LAC vs National Universities

Glitchy when tried to edit. National U means a top tier school known outside its region. This includes some/many flagship U’s and some private schools. Your own flagship may/may not take students at your level- you need to check with your HS GC.

@google12 To address your question about LAC’s and career preparation, a few things. First, while there are some universities with very career-specific undergraduate degrees like accounting, most of the top national universities provide “liberal arts” curriculums unless you are specifically in the engineering programs. Second, again with the exception of specific fields, many jobs value degrees secondarily behind specific experiences which is why summer internships are so critical.
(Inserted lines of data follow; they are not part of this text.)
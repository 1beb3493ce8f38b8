//! Single-shot resource fetching
//!
//! [`ResourceFetcher`] is the seam between the retry logic and the network. [`HttpFetcher`] is
//! the production implementation; tests plug in scripted fetchers.

use crate::error::{Error, Result};
use async_trait::async_trait;
use std::time::Duration;

/// Fetches one remote resource into memory
///
/// Implementations make exactly one request per call and wait at most `timeout` for it.
/// Every failure is returned as an `Err`; implementations never panic on bad input.
#[async_trait]
pub trait ResourceFetcher: Send + Sync {
    /// Fetch `url` and return the response body
    async fn fetch(&self, url: &str, timeout: Duration) -> Result<Vec<u8>>;
}

/// reqwest-backed fetcher
#[derive(Clone, Debug)]
pub struct HttpFetcher {
    client: reqwest::Client,
}

impl HttpFetcher {
    /// Create a fetcher sending the given User-Agent
    ///
    /// # Errors
    /// Returns error if the HTTP client cannot be created
    pub fn new(user_agent: &str) -> Result<Self> {
        let client = reqwest::Client::builder()
            .user_agent(user_agent)
            .build()
            .map_err(|e| Error::Other(format!("Failed to create HTTP client: {}", e)))?;
        Ok(Self { client })
    }

    /// Wrap an existing client
    pub fn with_client(client: reqwest::Client) -> Self {
        Self { client }
    }
}

#[async_trait]
impl ResourceFetcher for HttpFetcher {
    async fn fetch(&self, url: &str, timeout: Duration) -> Result<Vec<u8>> {
        let response = self
            .client
            .get(url)
            .timeout(timeout)
            .send()
            .await
            .map_err(|e| classify(e, url, timeout))?;

        let status = response.status();
        if !status.is_success() {
            return Err(Error::HttpStatus {
                status: status.as_u16(),
                url: url.to_string(),
            });
        }

        let body = response
            .bytes()
            .await
            .map_err(|e| classify(e, url, timeout))?;
        Ok(body.to_vec())
    }
}

fn classify(e: reqwest::Error, url: &str, timeout: Duration) -> Error {
    if e.is_timeout() {
        Error::Timeout {
            url: url.to_string(),
            timeout,
        }
    } else {
        Error::Network(e)
    }
}
//! Utility functions for URL and file name handling

use crate::error::{Error, Result};
use regex::Regex;
use std::sync::LazyLock;

#[allow(clippy::expect_used)]
static INDEX_SLOT: LazyLock<Regex> = LazyLock::new(|| {
    Regex::new(r"\{0?(?::(0?)(\d*)d?)?\}").expect("index slot pattern is valid")
});

/// Derive a file extension from a resource URL
///
/// The query string and fragment are ignored, as is everything but the last path segment.
/// When the segment has no extension, or the extension is longer than `max_len` or contains
/// anything but ASCII letters and digits, `default` is returned. Extensions are lower-cased.
///
/// # Examples
///
/// ```
/// use hotlist_dl::utils::extension_from_url;
///
/// assert_eq!(extension_from_url("https://cdn.example.com/a/photo.JPG?w=640", "bin", 5), "jpg");
/// assert_eq!(extension_from_url("https://cdn.example.com/a/photo", "bin", 5), "bin");
/// assert_eq!(extension_from_url("c.verylongext", "bin", 5), "bin");
/// ```
#[must_use]
pub fn extension_from_url(url: &str, default: &str, max_len: usize) -> String {
    let path = match url::Url::parse(url) {
        Ok(parsed) => parsed.path().to_string(),
        // Relative or otherwise unparsable input: cut at the query/fragment by hand
        Err(_) => url.split(['?', '#']).next().unwrap_or_default().to_string(),
    };

    let segment = path.rsplit('/').next().unwrap_or_default();
    segment
        .rsplit_once('.')
        .map(|(_, ext)| ext)
        .filter(|ext| {
            !ext.is_empty()
                && ext.chars().count() <= max_len
                && ext.chars().all(|c| c.is_ascii_alphanumeric())
        })
        .map_or_else(|| default.to_string(), str::to_ascii_lowercase)
}

/// Fill the index slot of a file name template
///
/// The template must contain exactly one slot: `{}`, `{:d}`, `{:3}` (space padded) or
/// `{:03d}` (zero padded). The positional forms `{0}` and `{0:03d}` are accepted too. The
/// result is a bare file name, so path separators and `..` are rejected.
///
/// # Examples
///
/// ```
/// use hotlist_dl::utils::render_index_template;
///
/// assert_eq!(render_index_template("file_{:03d}", 7).unwrap(), "file_007");
/// assert_eq!(render_index_template("image_{}", 12).unwrap(), "image_12");
/// assert_eq!(render_index_template("image_{0:02d}", 3).unwrap(), "image_03");
/// assert!(render_index_template("no_slot", 1).is_err());
/// assert!(render_index_template("../file_{}", 1).is_err());
/// ```
pub fn render_index_template(template: &str, index: usize) -> Result<String> {
    if template.contains(['/', '\\']) || template.contains("..") {
        return Err(Error::InvalidTemplate(format!(
            "'{}' must be a file name without path separators or '..'",
            template
        )));
    }

    let mut slots = INDEX_SLOT.captures_iter(template);
    let caps = slots.next().ok_or_else(|| {
        Error::InvalidTemplate(format!("'{}' has no index slot such as {{:03d}}", template))
    })?;
    if slots.next().is_some() {
        return Err(Error::InvalidTemplate(format!(
            "'{}' has more than one index slot",
            template
        )));
    }

    // Both groups sit inside the optional format spec, so `{}` leaves them unset
    let zero_pad = caps.get(1).is_some_and(|m| !m.as_str().is_empty());
    let width_digits = caps.get(2).map_or("", |m| m.as_str());
    let width: usize = if width_digits.is_empty() {
        0
    } else {
        width_digits
            .parse()
            .map_err(|_| Error::InvalidTemplate(format!("'{}' has an unusable width", template)))?
    };
    let rendered = if zero_pad {
        format!("{:0width$}", index, width = width)
    } else {
        format!("{:>width$}", index, width = width)
    };

    let slot = caps.get(0).map_or(0..0, |m| m.range());
    let mut name = String::with_capacity(template.len() + rendered.len());
    name.push_str(&template[..slot.start]);
    name.push_str(&rendered);
    name.push_str(&template[slot.end..]);
    Ok(name)
}
use clap::{ArgAction, Parser, Subcommand, ValueHint};
use hotlist_dl::{BatchDownloader, Config, Error, FeedAggregator, FeedClient, Platform, Result};
use std::path::{Path, PathBuf};
use std::process::ExitCode;
use tracing_subscriber::{EnvFilter, layer::SubscriberExt, util::SubscriberInitExt};

#[derive(Parser)]
#[command(
    name = "hotlist-dl",
    version,
    about = "Fetch trending lists as JSON and batch-download resources"
)]
struct Cli {
    /// JSON configuration file; built-in defaults when absent
    #[arg(long, global = true, value_hint = ValueHint::FilePath)]
    config: Option<PathBuf>,

    /// Log progress to stderr
    #[arg(long, short = 'v', global = true, action = ArgAction::SetTrue)]
    verbose: bool,

    #[command(subcommand)]
    command: Command,
}

#[derive(Subcommand)]
enum Command {
    /// Fetch one platform's trending list
    Feed {
        /// Platform code
        #[arg(long, short = 'p', value_parser = parse_platform)]
        platform: Platform,

        /// Maximum number of items
        #[arg(long, short = 'l', value_name = "N")]
        limit: Option<usize>,

        /// Write the JSON here instead of stdout
        #[arg(long, short = 'o', value_hint = ValueHint::FilePath)]
        output: Option<PathBuf>,

        /// Pretty-print the JSON
        #[arg(long, action = ArgAction::SetTrue)]
        pretty: bool,
    },

    /// Download resource URLs into a directory
    Download {
        /// URLs to download, in order
        #[arg(value_name = "URL")]
        urls: Vec<String>,

        /// File with one URL per line; blank lines and `#` comments are skipped
        #[arg(long, value_hint = ValueHint::FilePath)]
        url_file: Option<PathBuf>,

        /// Output directory
        #[arg(long, short = 'd', value_hint = ValueHint::DirPath, default_value = "downloads")]
        dir: PathBuf,

        /// File name template with one index slot
        #[arg(long, short = 't', default_value = "file_{:03d}")]
        template: String,
    },
}

fn parse_platform(value: &str) -> std::result::Result<Platform, String> {
    Platform::from_code(value).ok_or_else(|| {
        format!(
            "unknown platform '{}', expected one of: {}",
            value,
            Platform::codes().collect::<Vec<_>>().join(", ")
        )
    })
}

#[tokio::main]
async fn main() -> ExitCode {
    let cli = Cli::parse();
    init_tracing(cli.verbose);

    match run(cli).await {
        Ok(code) => code,
        Err(e) => {
            eprintln!("Error: {e}");
            ExitCode::FAILURE
        }
    }
}

fn init_tracing(verbose: bool) {
    let default_filter = if verbose { "info,hotlist_dl=debug" } else { "warn" };
    tracing_subscriber::registry()
        .with(EnvFilter::try_from_default_env().unwrap_or_else(|_| default_filter.into()))
        .with(tracing_subscriber::fmt::layer().with_writer(std::io::stderr))
        .init();
}

async fn run(cli: Cli) -> Result<ExitCode> {
    let config = match &cli.config {
        Some(path) => Config::from_json_file(path)?,
        None => Config::default(),
    };

    match cli.command {
        Command::Feed {
            platform,
            limit,
            output,
            pretty,
        } => {
            let limit = limit.unwrap_or(config.feed.default_limit);
            run_feed(&config, platform, limit, output.as_deref(), pretty).await
        }
        Command::Download {
            urls,
            url_file,
            dir,
            template,
        } => run_download(config, urls, url_file.as_deref(), &dir, &template).await,
    }
}

async fn run_feed(
    config: &Config,
    platform: Platform,
    limit: usize,
    output: Option<&Path>,
    pretty: bool,
) -> Result<ExitCode> {
    let client = FeedClient::new(&config.feed)?;
    let envelope = match FeedAggregator::fetch(&client, platform, limit).await {
        Ok(envelope) => envelope,
        Err(e) => {
            tracing::error!(platform = platform.code(), error = %e, "feed fetch failed");
            eprintln!("Error: {e}");
            return Ok(ExitCode::FAILURE);
        }
    };

    // An empty list must not replace earlier output
    if envelope.is_empty() {
        eprintln!("No items found for platform '{}'", platform);
        return Ok(ExitCode::FAILURE);
    }

    let json = if pretty {
        serde_json::to_string_pretty(&envelope)?
    } else {
        serde_json::to_string(&envelope)?
    };
    emit(&json, output).await?;
    Ok(ExitCode::SUCCESS)
}

async fn run_download(
    config: Config,
    mut urls: Vec<String>,
    url_file: Option<&Path>,
    dir: &Path,
    template: &str,
) -> Result<ExitCode> {
    if let Some(path) = url_file {
        urls.extend(read_url_file(path).await?);
    }

    let downloader = BatchDownloader::from_config(config.download)?;
    let report = downloader.download_all(&urls, dir, template).await?;
    println!("{}", serde_json::to_string_pretty(&report)?);

    if report.all_succeeded() {
        Ok(ExitCode::SUCCESS)
    } else {
        Ok(ExitCode::FAILURE)
    }
}

async fn read_url_file(path: &Path) -> Result<Vec<String>> {
    let content = tokio::fs::read_to_string(path)
        .await
        .map_err(|e| Error::File {
            operation: "read URL list",
            path: path.to_path_buf(),
            source: e,
        })?;

    Ok(content
        .lines()
        .map(str::trim)
        .filter(|line| !line.is_empty() && !line.starts_with('#'))
        .map(str::to_string)
        .collect())
}

async fn emit(json: &str, output: Option<&Path>) -> Result<()> {
    match output {
        Some(path) => {
            tokio::fs::write(path, format!("{json}\n"))
                .await
                .map_err(|e| Error::File {
                    operation: "write feed output",
                    path: path.to_path_buf(),
                    source: e,
                })?;
            tracing::info!(path = %path.display(), "feed written");
        }
        None => println!("{json}"),
    }
    Ok(())
}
And on that front, the best LAC’s are quite focused on helping their students land competitive internships. The most competitive internships in many fields also actively recruit at the top LAC’s just as they do at the top national universities. Third, the well endowed smaller LAC’s have far more career facilitation resources per student than the large national universities. When I was at UCLA, the career planning and internship resources were minimal. LinkedIn existing now is 10x more useless than anything UCLA could do for it’s students. My son is now at Bowdoin and they have an enter department of full-time people with different career focuses that help students with internship and career planning. You can get unlimited 1-on-1 meetings, sit in on training sessions, mock interviews, how to handle those trick questions or on-the-spot case studies, etc. They bring in guest speakers who were recruiters or execs at different major companies, etc. Absolutely night and day different than my UCLA experience. Even with all that, the most competitive stuff is still brutally competitive of course. Also, note that most people at LAC’s aren’t studying literature or art history. They are taking STEM majors or computer science or economics, etc. – degrees with pretty practical paths toward careers or grad or professional schools. Computer Science is the fastest growing major at most of the LAC’s, as you would expect anywhere.